Many of our governments are still struggling to finance debilitating scourges as HIV, TB and Malaria from domestic funds.
The Abuja commitment that African governments must commit 15% of their government resources to health is not being met because of runaway corruption in our countries.
In 2016, Oxfam estimated that the annual loss of African tax revenues every year to corruption would pay for health care that could save lives of as many as four million children a year.
Research has also established that there is a correlation between corrupt activities in any country and the level of development.
It has been shown that in countries where more than 60% of people report paying a bribe, almost five times more people live on less than US$ 1 a day, compared to places where less than 30% of the population reports paying bribes.
Countries most hard hit by corruption have instances of higher maternal mortality rates and children dying before they reach the age of five.

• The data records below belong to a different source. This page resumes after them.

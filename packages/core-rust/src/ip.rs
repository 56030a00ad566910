//! Client IP extraction from proxy headers.

use crate::config::IpHeader;
use crate::context::RequestSnapshot;

/// Resolves the client IP from the configured header of `snapshot`.
///
/// Returns `None` when the header is missing or yields an empty value.
#[must_use]
pub fn client_ip(ip_header: IpHeader, snapshot: &RequestSnapshot) -> Option<String> {
    let raw = snapshot.header(ip_header.as_str())?;
    let ip = match ip_header {
        IpHeader::XForwardedFor => first_forwarded_for(raw),
        IpHeader::XRealIp => Some(raw.trim()),
        IpHeader::Forwarded => forwarded_for_token(raw),
    }?;
    (!ip.is_empty()).then(|| ip.to_string())
}

/// First comma-separated entry of an `X-Forwarded-For` value.
#[must_use]
pub fn first_forwarded_for(value: &str) -> Option<&str> {
    value.split(',').next().map(str::trim)
}

/// Node address from the first `for=` parameter of a `Forwarded` value.
///
/// Quotes are removed, IPv6 brackets and a trailing port are stripped:
/// `for="[2001:db8::1]:4711"` yields `2001:db8::1`, `for=192.0.2.60:80`
/// yields `192.0.2.60`. Obfuscated nodes (`unknown`, `_hidden`) yield `None`.
#[must_use]
pub fn forwarded_for_token(value: &str) -> Option<&str> {
    let element = value.split(',').next()?;
    let node = element.split(';').find_map(|pair| {
        let (key, val) = pair.split_once('=')?;
        key.trim().eq_ignore_ascii_case("for").then(|| val.trim())
    })?;
    let node = node.trim_matches('"');
    // RFC 7239 obfuscated identifiers carry no address.
    if node.is_empty() || node.eq_ignore_ascii_case("unknown") || node.starts_with('_') {
        return None;
    }

    if let Some(rest) = node.strip_prefix('[') {
        return rest.split_once(']').map(|(addr, _port)| addr);
    }
    // A single colon is an IPv4 host:port; more than one is a bare IPv6 address.
    match node.matches(':').count() {
        1 => node.split_once(':').map(|(host, _port)| host),
        _ => Some(node),
    }
}

#[cfg(test)]
mod tests {
    use proptest::prelude::*;

    use super::*;

    fn snapshot(name: &str, value: &str) -> RequestSnapshot {
        RequestSnapshot::new().with_header(name, value)
    }

    #[test]
    fn x_forwarded_for_takes_first_entry() {
        let s = snapshot("x-forwarded-for", "1.1.1.1, 2.2.2.2");
        assert_eq!(client_ip(IpHeader::XForwardedFor, &s).as_deref(), Some("1.1.1.1"));
    }

    #[test]
    fn x_real_ip_is_verbatim() {
        let s = snapshot("X-Real-IP", " 10.0.0.7 ");
        assert_eq!(client_ip(IpHeader::XRealIp, &s).as_deref(), Some("10.0.0.7"));
    }

    #[test]
    fn forwarded_variants() {
        assert_eq!(forwarded_for_token("for=192.0.2.60;proto=http;by=203.0.113.43"), Some("192.0.2.60"));
        assert_eq!(forwarded_for_token("proto=https; For=\"[2001:db8:cafe::17]:4711\""), Some("2001:db8:cafe::17"));
        assert_eq!(forwarded_for_token("for=192.0.2.43:8080, for=198.51.100.17"), Some("192.0.2.43"));
        assert_eq!(forwarded_for_token("for=2001:db8::1"), Some("2001:db8::1"));
        assert_eq!(forwarded_for_token("proto=http;by=203.0.113.43"), None);
    }

    #[test]
    fn forwarded_obfuscated_identifiers_are_absent() {
        assert_eq!(forwarded_for_token("for=unknown"), None);
        assert_eq!(forwarded_for_token("for=\"_hidden\";proto=https"), None);
        assert_eq!(forwarded_for_token("for=_gazonk:8080"), None);
        assert_eq!(forwarded_for_token("for=\"\""), None);
        let s = snapshot("forwarded", "For=UNKNOWN, for=198.51.100.17");
        assert_eq!(client_ip(IpHeader::Forwarded, &s), None);
    }

    #[test]
    fn forwarded_through_snapshot() {
        let s = snapshot("forwarded", "for=\"198.51.100.17\";proto=https");
        assert_eq!(client_ip(IpHeader::Forwarded, &s).as_deref(), Some("198.51.100.17"));
    }

    #[test]
    fn missing_or_empty_header_is_absent() {
        assert_eq!(client_ip(IpHeader::XForwardedFor, &RequestSnapshot::new()), None);
        let s = snapshot("x-forwarded-for", " , 2.2.2.2");
        assert_eq!(client_ip(IpHeader::XForwardedFor, &s), None);
        let s = snapshot("x-real-ip", "1.1.1.1");
        assert_eq!(client_ip(IpHeader::XForwardedFor, &s), None);
    }

    proptest! {
        #[test]
        fn xff_first_entry_roundtrip(
            first in "[0-9]{1,3}(\\.[0-9]{1,3}){3}",
            rest in prop::collection::vec("[0-9]{1,3}(\\.[0-9]{1,3}){3}", 0..4),
        ) {
            let mut entries = vec![first.clone()];
            entries.extend(rest);
            let header = entries.join(", ");
            prop_assert_eq!(first_forwarded_for(&header), Some(first.as_str()));
        }
    }
}
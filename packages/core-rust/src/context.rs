//! Context Scope and Request Snapshot types.
//!
//! A [`ContextScope`] is created once per inbound request. It carries an
//! immutable [`ContextId`], a read-mostly [`RequestSnapshot`] of the request
//! metadata that identity extraction needs, and a bag of arbitrary entries
//! that application code may attach while the request is in flight.

use std::collections::{BTreeMap, HashMap};
use std::fmt;

use parking_lot::RwLock;
use serde::{Deserialize, Serialize};
use serde_json::Value;
use uuid::Uuid;

// ---------------------------------------------------------------------------
// ContextId
// ---------------------------------------------------------------------------

/// Globally unique identifier of a single request's context scope.
#[derive(Debug, Clone, PartialEq, Eq, Hash, Serialize, Deserialize)]
pub struct ContextId(String);

impl ContextId {
    /// Generates a fresh UUID v4 identifier.
    #[must_use]
    pub fn generate() -> Self {
        Self(Uuid::new_v4().to_string())
    }

    /// Wraps a caller-supplied identifier (e.g. one propagated from upstream).
    #[must_use]
    pub fn from_string(id: impl Into<String>) -> Self {
        Self(id.into())
    }

    #[must_use]
    pub fn as_str(&self) -> &str {
        &self.0
    }
}

impl fmt::Display for ContextId {
    fn fmt(&self, f: &mut fmt::Formatter<'_>) -> fmt::Result {
        f.write_str(&self.0)
    }
}

// ---------------------------------------------------------------------------
// RequestSnapshot
// ---------------------------------------------------------------------------

/// Snapshot of the request fields identity extraction can draw from.
///
/// Header names are stored lower-cased so lookups are case-insensitive.
/// `session` and `user` are arbitrary JSON trees; `cookies` is `None` when the
/// request carried no `Cookie` header at all.
#[derive(Debug, Clone, Default, PartialEq)]
pub struct RequestSnapshot {
    pub headers: BTreeMap<String, String>,
    pub session: Option<Value>,
    pub user: Option<Value>,
    pub cookies: Option<BTreeMap<String, String>>,
}

impl RequestSnapshot {
    #[must_use]
    pub fn new() -> Self {
        Self::default()
    }

    /// Adds a header, lower-casing its name.
    #[must_use]
    pub fn with_header(mut self, name: &str, value: impl Into<String>) -> Self {
        self.headers.insert(name.to_ascii_lowercase(), value.into());
        self
    }

    #[must_use]
    pub fn with_session(mut self, session: Value) -> Self {
        self.session = Some(session);
        self
    }

    #[must_use]
    pub fn with_user(mut self, user: Value) -> Self {
        self.user = Some(user);
        self
    }

    #[must_use]
    pub fn with_cookie(mut self, name: impl Into<String>, value: impl Into<String>) -> Self {
        self.cookies
            .get_or_insert_with(BTreeMap::new)
            .insert(name.into(), value.into());
        self
    }

    /// Looks up a header by name, case-insensitively.
    #[must_use]
    pub fn header(&self, name: &str) -> Option<&str> {
        self.headers
            .get(&name.to_ascii_lowercase())
            .map(String::as_str)
    }

    #[must_use]
    pub fn cookie(&self, name: &str) -> Option<&str> {
        self.cookies
            .as_ref()
            .and_then(|cookies| cookies.get(name))
            .map(String::as_str)
    }
}

// ---------------------------------------------------------------------------
// ContextScope
// ---------------------------------------------------------------------------

/// Per-request ambient record: unique id, request snapshot, and free-form entries.
///
/// Shared as `Arc<ContextScope>` between every task belonging to the same
/// logical request. Interior mutability lets late layers (auth, session) and
/// application code attach data without re-binding the scope.
#[derive(Debug)]
pub struct ContextScope {
    id: ContextId,
    snapshot: RwLock<RequestSnapshot>,
    entries: RwLock<HashMap<String, Value>>,
}

impl ContextScope {
    /// Creates a scope with a freshly generated id.
    #[must_use]
    pub fn new(snapshot: RequestSnapshot) -> Self {
        Self::with_id(ContextId::generate(), snapshot)
    }

    #[must_use]
    pub fn with_id(id: ContextId, snapshot: RequestSnapshot) -> Self {
        Self {
            id,
            snapshot: RwLock::new(snapshot),
            entries: RwLock::new(HashMap::new()),
        }
    }

    #[must_use]
    pub fn id(&self) -> &ContextId {
        &self.id
    }

    /// Runs `f` against the snapshot without cloning it.
    pub fn read_snapshot<R>(&self, f: impl FnOnce(&RequestSnapshot) -> R) -> R {
        f(&self.snapshot.read())
    }

    /// Returns a copy of the current snapshot.
    #[must_use]
    pub fn snapshot(&self) -> RequestSnapshot {
        self.snapshot.read().clone()
    }

    #[must_use]
    pub fn header(&self, name: &str) -> Option<String> {
        self.read_snapshot(|s| s.header(name).map(str::to_owned))
    }

    #[must_use]
    pub fn session(&self) -> Option<Value> {
        self.read_snapshot(|s| s.session.clone())
    }

    #[must_use]
    pub fn user(&self) -> Option<Value> {
        self.read_snapshot(|s| s.user.clone())
    }

    #[must_use]
    pub fn cookie(&self, name: &str) -> Option<String> {
        self.read_snapshot(|s| s.cookie(name).map(str::to_owned))
    }

    /// Attaches the authenticated user after capture (e.g. from an auth layer).
    pub fn set_user(&self, user: Value) {
        self.snapshot.write().user = Some(user);
    }

    /// Attaches session data after capture.
    pub fn set_session(&self, session: Value) {
        self.snapshot.write().session = Some(session);
    }

    #[must_use]
    pub fn get(&self, key: &str) -> Option<Value> {
        self.entries.read().get(key).cloned()
    }

    pub fn set(&self, key: impl Into<String>, value: Value) {
        self.entries.write().insert(key.into(), value);
    }
}
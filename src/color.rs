// Particle hues and their CSS encodings. A hue is created from an unsigned 32
// holding 0x00RRGGBB; the alpha is carried separately as a float because the
// canvas takes it inside an `rgba()` string.

use serde::{Deserialize, Serialize};
use std::fmt;

/// The fully transparent stop every glow fades out to.
pub const TRANSPARENT: &str = "rgba(0,0,0,0)";

#[derive(Copy, Clone, Debug, PartialEq, Eq, Serialize, Deserialize)]
pub struct Hue {
    pub r: u8,
    pub g: u8,
    pub b: u8,
}

impl Hue {
    pub const VIOLET: Hue = Hue::from_u32(0x7c5cff);
    pub const CYAN: Hue = Hue::from_u32(0x00e6d8);

    pub const fn from_u32(num: u32) -> Hue {
        let r = (num >> 16) as u8;
        let g = (num >> 8) as u8;
        let b = num as u8;

        Hue { r, g, b }
    }

    pub fn with_alpha(self, alpha: f64) -> Rgba {
        Rgba { hue: self, alpha }
    }
}

/// A hue paired with one particle's alpha.
#[derive(Copy, Clone, Debug, PartialEq)]
pub struct Rgba {
    pub hue: Hue,
    pub alpha: f64,
}

impl Rgba {
    pub fn to_css(&self) -> String {
        self.to_string()
    }
}

impl fmt::Display for Rgba {
    fn fmt(&self, f: &mut fmt::Formatter<'_>) -> fmt::Result {
        write!(
            f,
            "rgba({},{},{},{})",
            self.hue.r, self.hue.g, self.hue.b, self.alpha
        )
    }
}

It is also reported that in countries where corruption is rife, half of the school children do not complete primary school and face the future of poverty and marginalisation. In Africa, corruption is arguably one of the main challenges that impede development.
Many of our countries that are endowed with abundance of minerals have nothing to show in terms of development of their people.
Instead these countries are afflicted with instability, violence and hunger.
Transparency International has consistently revealed that Africa is the home of some of the most corrupt States on earth.
In 2015, the World Bank found that companies owned by a former President of an African Country and his inner circle had defrauded their country as much as US$2.6 billion over seven years’ period; and that during the time that leader was in office his family amassed US$13 billion – more than one – third of the country’s gross domestic product (GDP).
In an attempt to fight corruption, many African countries have established Anti-Corruption bodies – many of whom are under-resourced and captives of the Executive, with the result that government officials who engage in corruption are never investigated and if found to have been corrupt, arrested and charged – and this neglect unfortunately teaches the broader citizenry that there is nothing wrong with corruption.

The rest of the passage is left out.